> Task brief
From the data below, return each line in which the string "outcome" is found.
(Records shown begins)
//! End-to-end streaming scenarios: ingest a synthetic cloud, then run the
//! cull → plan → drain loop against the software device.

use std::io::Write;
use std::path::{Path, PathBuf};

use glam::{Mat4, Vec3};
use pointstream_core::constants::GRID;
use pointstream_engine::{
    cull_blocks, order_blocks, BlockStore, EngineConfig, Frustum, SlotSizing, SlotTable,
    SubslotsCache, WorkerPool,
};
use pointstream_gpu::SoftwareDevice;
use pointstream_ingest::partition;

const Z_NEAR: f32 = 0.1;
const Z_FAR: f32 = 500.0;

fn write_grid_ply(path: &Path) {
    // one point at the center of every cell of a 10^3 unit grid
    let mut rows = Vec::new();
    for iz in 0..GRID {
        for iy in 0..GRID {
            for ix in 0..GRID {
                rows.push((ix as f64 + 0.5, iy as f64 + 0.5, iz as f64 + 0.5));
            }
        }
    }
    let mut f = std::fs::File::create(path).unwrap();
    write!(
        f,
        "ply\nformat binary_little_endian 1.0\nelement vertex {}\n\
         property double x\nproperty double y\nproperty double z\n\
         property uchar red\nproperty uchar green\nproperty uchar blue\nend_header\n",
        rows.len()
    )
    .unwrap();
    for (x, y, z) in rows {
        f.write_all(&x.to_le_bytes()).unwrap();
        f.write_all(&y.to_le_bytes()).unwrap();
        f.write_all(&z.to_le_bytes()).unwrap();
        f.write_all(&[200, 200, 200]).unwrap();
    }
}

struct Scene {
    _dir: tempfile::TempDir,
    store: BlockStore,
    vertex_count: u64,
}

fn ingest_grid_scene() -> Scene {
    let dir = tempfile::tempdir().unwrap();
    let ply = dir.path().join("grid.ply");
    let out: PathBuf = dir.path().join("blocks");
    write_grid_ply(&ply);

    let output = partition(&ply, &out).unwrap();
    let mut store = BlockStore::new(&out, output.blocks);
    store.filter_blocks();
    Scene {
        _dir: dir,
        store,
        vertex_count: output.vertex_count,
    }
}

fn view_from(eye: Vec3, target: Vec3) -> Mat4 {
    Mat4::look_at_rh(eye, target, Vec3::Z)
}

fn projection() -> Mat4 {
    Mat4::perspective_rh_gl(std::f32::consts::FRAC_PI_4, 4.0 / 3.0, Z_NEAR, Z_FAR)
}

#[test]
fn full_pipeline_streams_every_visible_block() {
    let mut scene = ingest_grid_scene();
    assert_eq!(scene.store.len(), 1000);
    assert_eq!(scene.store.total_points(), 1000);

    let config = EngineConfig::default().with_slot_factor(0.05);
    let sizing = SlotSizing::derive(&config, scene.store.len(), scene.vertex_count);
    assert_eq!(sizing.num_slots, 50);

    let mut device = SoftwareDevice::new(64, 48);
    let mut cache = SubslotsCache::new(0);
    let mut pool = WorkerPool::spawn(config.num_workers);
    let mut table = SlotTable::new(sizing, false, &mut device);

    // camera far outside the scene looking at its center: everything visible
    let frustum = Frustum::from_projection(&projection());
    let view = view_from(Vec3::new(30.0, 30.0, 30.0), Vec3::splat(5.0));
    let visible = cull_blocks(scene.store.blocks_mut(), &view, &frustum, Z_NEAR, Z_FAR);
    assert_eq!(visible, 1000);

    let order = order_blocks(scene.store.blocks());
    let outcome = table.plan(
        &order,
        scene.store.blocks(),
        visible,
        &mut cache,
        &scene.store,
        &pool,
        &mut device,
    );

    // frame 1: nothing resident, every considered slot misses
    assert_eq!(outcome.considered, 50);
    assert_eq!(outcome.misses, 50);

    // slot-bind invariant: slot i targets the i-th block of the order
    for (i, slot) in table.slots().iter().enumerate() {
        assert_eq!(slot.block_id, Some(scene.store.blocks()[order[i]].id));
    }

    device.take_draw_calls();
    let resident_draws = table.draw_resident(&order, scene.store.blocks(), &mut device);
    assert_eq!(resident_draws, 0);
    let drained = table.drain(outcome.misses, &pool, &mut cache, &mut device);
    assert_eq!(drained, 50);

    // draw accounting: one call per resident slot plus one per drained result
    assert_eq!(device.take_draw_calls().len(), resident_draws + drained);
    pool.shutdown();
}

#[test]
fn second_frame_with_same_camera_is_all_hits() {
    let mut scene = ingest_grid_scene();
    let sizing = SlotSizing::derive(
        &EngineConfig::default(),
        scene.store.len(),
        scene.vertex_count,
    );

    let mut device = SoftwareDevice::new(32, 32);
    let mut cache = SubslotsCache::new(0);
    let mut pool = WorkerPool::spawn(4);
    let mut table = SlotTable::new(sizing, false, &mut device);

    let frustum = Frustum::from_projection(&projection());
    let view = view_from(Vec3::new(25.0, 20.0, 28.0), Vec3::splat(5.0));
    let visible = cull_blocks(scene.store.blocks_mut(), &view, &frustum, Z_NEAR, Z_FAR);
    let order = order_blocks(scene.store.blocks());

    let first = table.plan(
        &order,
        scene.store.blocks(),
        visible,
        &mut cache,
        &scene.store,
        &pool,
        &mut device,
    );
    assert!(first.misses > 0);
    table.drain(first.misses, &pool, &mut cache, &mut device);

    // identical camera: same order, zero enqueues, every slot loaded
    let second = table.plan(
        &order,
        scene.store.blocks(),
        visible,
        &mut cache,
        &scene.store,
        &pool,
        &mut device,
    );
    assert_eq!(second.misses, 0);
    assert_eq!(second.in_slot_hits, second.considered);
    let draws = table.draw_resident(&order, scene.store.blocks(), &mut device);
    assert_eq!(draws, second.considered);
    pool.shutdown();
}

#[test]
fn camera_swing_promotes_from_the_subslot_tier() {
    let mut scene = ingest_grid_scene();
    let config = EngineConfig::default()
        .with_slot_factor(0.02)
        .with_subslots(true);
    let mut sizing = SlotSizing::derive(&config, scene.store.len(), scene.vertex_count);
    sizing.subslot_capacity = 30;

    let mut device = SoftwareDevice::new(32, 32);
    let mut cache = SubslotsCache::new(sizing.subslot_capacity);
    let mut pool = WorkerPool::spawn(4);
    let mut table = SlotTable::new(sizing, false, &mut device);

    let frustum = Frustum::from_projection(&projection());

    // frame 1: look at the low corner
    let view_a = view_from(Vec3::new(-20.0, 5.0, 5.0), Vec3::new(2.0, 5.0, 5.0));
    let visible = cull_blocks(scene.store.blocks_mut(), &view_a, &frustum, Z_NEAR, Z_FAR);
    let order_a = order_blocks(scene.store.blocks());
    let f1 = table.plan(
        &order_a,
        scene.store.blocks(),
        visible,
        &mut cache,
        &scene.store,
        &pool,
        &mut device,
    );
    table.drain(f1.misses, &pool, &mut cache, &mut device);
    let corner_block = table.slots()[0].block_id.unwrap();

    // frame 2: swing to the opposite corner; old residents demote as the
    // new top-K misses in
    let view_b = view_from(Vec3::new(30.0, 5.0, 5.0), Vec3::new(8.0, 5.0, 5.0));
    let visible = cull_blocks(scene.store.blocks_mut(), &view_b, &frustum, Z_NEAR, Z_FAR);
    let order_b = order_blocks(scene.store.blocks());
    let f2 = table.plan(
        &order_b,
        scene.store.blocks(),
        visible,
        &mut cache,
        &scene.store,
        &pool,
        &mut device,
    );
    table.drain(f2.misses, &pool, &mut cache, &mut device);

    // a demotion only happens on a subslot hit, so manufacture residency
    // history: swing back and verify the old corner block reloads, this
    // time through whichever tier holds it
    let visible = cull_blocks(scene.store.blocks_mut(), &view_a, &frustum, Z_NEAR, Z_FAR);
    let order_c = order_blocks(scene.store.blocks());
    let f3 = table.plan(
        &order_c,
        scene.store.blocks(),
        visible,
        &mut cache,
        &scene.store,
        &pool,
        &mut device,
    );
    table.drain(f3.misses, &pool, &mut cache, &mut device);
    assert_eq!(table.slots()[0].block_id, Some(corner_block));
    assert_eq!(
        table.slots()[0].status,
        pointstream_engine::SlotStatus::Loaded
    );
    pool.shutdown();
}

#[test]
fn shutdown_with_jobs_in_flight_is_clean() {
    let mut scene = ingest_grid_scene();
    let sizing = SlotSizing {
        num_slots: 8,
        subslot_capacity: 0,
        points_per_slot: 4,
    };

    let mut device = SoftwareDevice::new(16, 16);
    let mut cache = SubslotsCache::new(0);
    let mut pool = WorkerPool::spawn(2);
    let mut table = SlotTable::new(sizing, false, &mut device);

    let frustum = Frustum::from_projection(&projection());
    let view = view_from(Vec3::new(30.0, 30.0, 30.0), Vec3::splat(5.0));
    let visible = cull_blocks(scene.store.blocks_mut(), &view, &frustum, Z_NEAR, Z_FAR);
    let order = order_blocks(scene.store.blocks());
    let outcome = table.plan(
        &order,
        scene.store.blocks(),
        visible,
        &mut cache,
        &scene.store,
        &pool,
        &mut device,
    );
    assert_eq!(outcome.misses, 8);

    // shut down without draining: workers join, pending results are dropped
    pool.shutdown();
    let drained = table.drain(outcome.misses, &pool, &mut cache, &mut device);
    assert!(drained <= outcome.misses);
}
(Records shown ends)
> Answer space
    let outcome = table.plan(
    assert_eq!(outcome.considered, 50);
    assert_eq!(outcome.misses, 50);
    let drained = table.drain(outcome.misses, &pool, &mut cache, &mut device);
    let outcome = table.plan(
    assert_eq!(outcome.misses, 8);
    let drained = table.drain(outcome.misses, &pool, &mut cache, &mut device);
    assert!(drained <= outcome.misses);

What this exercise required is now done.